TASK TO CARRY OUT: In the records, find every line with the word "destination" and copy it out.

RECORDS FOR PROCESSING:

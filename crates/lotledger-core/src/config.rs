//! Engine configuration.
//!
//! Every field has a default, so an empty `[engine]` table (or none at all)
//! yields a working configuration.

use std::time::Duration;

use serde::{Deserialize, Serialize};

use crate::concurrency::RetryPolicy;
use crate::error::{LedgerError, Result};

/// Largest quantity a single request may move.
pub const DEFAULT_MAX_QUANTITY: i64 = 10_000;

#[derive(Debug, Clone, Default, PartialEq, Eq, Serialize, Deserialize)]
#[serde(default)]
pub struct EngineConfig {
    pub limits: Limits,
    pub concurrency: ConcurrencySettings,
}

/// Bounds enforced by the validation gate.
#[derive(Debug, Clone, PartialEq, Eq, Serialize, Deserialize)]
#[serde(default)]
pub struct Limits {
    pub max_quantity: i64,
    pub max_item_len: usize,
    pub max_location_len: usize,
    pub max_actor_len: usize,
    pub max_work_order_len: usize,

    /// Bound on each lot metadata field (mpn, date code, MSL)
    pub max_metadata_len: usize,
}

impl Default for Limits {
    fn default() -> Self {
        Self {
            max_quantity: DEFAULT_MAX_QUANTITY,
            max_item_len: 128,
            max_location_len: 64,
            max_actor_len: 64,
            max_work_order_len: 64,
            max_metadata_len: 64,
        }
    }
}

#[derive(Debug, Clone, PartialEq, Eq, Serialize, Deserialize)]
#[serde(default)]
pub struct ConcurrencySettings {
    /// Bound on every lock wait, in-process and in the database
    pub lock_timeout_ms: u64,

    /// How often a pick re-discovers its candidate lots when the set
    /// changed while locking
    pub relock_attempts: u32,

    /// Attempts made by [`RetryPolicy`] for retryable failures
    pub retry_attempts: u32,

    /// First backoff delay; doubles on each further attempt
    pub retry_backoff_ms: u64,
}

impl Default for ConcurrencySettings {
    fn default() -> Self {
        Self {
            lock_timeout_ms: 5_000,
            relock_attempts: 3,
            retry_attempts: 3,
            retry_backoff_ms: 25,
        }
    }
}

impl ConcurrencySettings {
    pub fn lock_timeout(&self) -> Duration {
        Duration::from_millis(self.lock_timeout_ms)
    }

    pub fn retry_policy(&self) -> RetryPolicy {
        RetryPolicy::new(
            self.retry_attempts,
            Duration::from_millis(self.retry_backoff_ms),
        )
    }
}

impl EngineConfig {
    /// Reject configurations the engine cannot honour.
    pub fn validate(&self) -> Result<()> {
        let limits = &self.limits;
        if limits.max_quantity < 1 {
            return Err(LedgerError::Config(
                "limits.max_quantity must be at least 1".to_string(),
            ));
        }
        if limits.max_item_len == 0 || limits.max_actor_len == 0 {
            return Err(LedgerError::Config(
                "limits.max_item_len and limits.max_actor_len must be positive".to_string(),
            ));
        }
        let concurrency = &self.concurrency;
        if concurrency.lock_timeout_ms == 0 {
            return Err(LedgerError::Config(
                "concurrency.lock_timeout_ms must be positive".to_string(),
            ));
        }
        if concurrency.relock_attempts == 0 || concurrency.retry_attempts == 0 {
            return Err(LedgerError::Config(
                "concurrency attempts must be at least 1".to_string(),
            ));
        }
        Ok(())
    }
}

#[cfg(test)]
mod tests {
    use super::*;

    #[test]
    fn test_defaults_are_valid() {
        let config = EngineConfig::default();
        config.validate().unwrap();
        assert_eq!(config.limits.max_quantity, 10_000);
        assert_eq!(config.concurrency.lock_timeout(), Duration::from_secs(5));
    }

    #[test]
    fn test_partial_json_fills_defaults() {
        let config: EngineConfig =
            serde_json::from_str(r#"{"limits": {"max_quantity": 500}}"#).unwrap();
        assert_eq!(config.limits.max_quantity, 500);
        assert_eq!(config.limits.max_item_len, 128);
        assert_eq!(config.concurrency, ConcurrencySettings::default());
    }

    #[test]
    fn test_zero_timeout_rejected() {
        let mut config = EngineConfig::default();
        config.concurrency.lock_timeout_ms = 0;
        assert!(matches!(config.validate(), Err(LedgerError::Config(_))));
    }
}
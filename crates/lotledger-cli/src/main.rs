//! Lotledger CLI - inventory lot ledger
//!
//! This is the command-line interface for Lotledger. It maps subcommands onto
//! the core engine and engine errors onto exit codes.

mod app;
mod cli;
mod commands;
mod config;
mod constants;
mod errors;
mod logging;
mod output;

use clap::Parser;
use lotledger_core::VERSION;

use crate::app::AppContext;
use crate::cli::{Cli, Commands};
use crate::commands::{init, maintenance, operations, query};
use crate::errors::{exit_code_for, hint_for};

fn main() {
    let cli = Cli::parse();
    logging::init();
    let ctx = AppContext::new(&cli);

    if let Err(e) = run(&ctx, &cli) {
        eprintln!("Error: {:#}", e);
        if let Some(hint) = hint_for(&e) {
            eprintln!("{}", hint);
        }
        std::process::exit(exit_code_for(&e));
    }
}

fn run(ctx: &AppContext, cli: &Cli) -> anyhow::Result<()> {
    match &cli.command {
        Some(Commands::Init(args)) => {
            init::handle_init(ctx, args)?;
        }
        Some(Commands::Stock(args)) => {
            operations::handle_stock(ctx, args)?;
        }
        Some(Commands::Pick(args)) => {
            operations::handle_pick(ctx, args)?;
        }
        Some(Commands::Restock(args)) => {
            operations::handle_restock(ctx, args)?;
        }
        Some(Commands::Adjust(args)) => {
            operations::handle_adjust(ctx, args)?;
        }
        Some(Commands::Lot { lot_id }) => {
            query::handle_lot(ctx, *lot_id)?;
        }
        Some(Commands::Lots(args)) => {
            query::handle_lots(ctx, args)?;
        }
        Some(Commands::History(args)) => {
            query::handle_history(ctx, args)?;
        }
        Some(Commands::Check) => {
            maintenance::handle_check(ctx)?;
        }
        Some(Commands::Backup { destination }) => {
            maintenance::handle_backup(ctx, destination)?;
        }
        Some(Commands::Completions { shell }) => {
            maintenance::handle_completions(*shell)?;
        }
        None => {
            println!("Lotledger v{}", VERSION);
            println!("\nRun `lotledger --help` for usage information.");
        }
    }
    Ok(())
}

TASK OUTPUT:
        Some(Commands::Backup { destination }) => {
            maintenance::handle_backup(ctx, destination)?;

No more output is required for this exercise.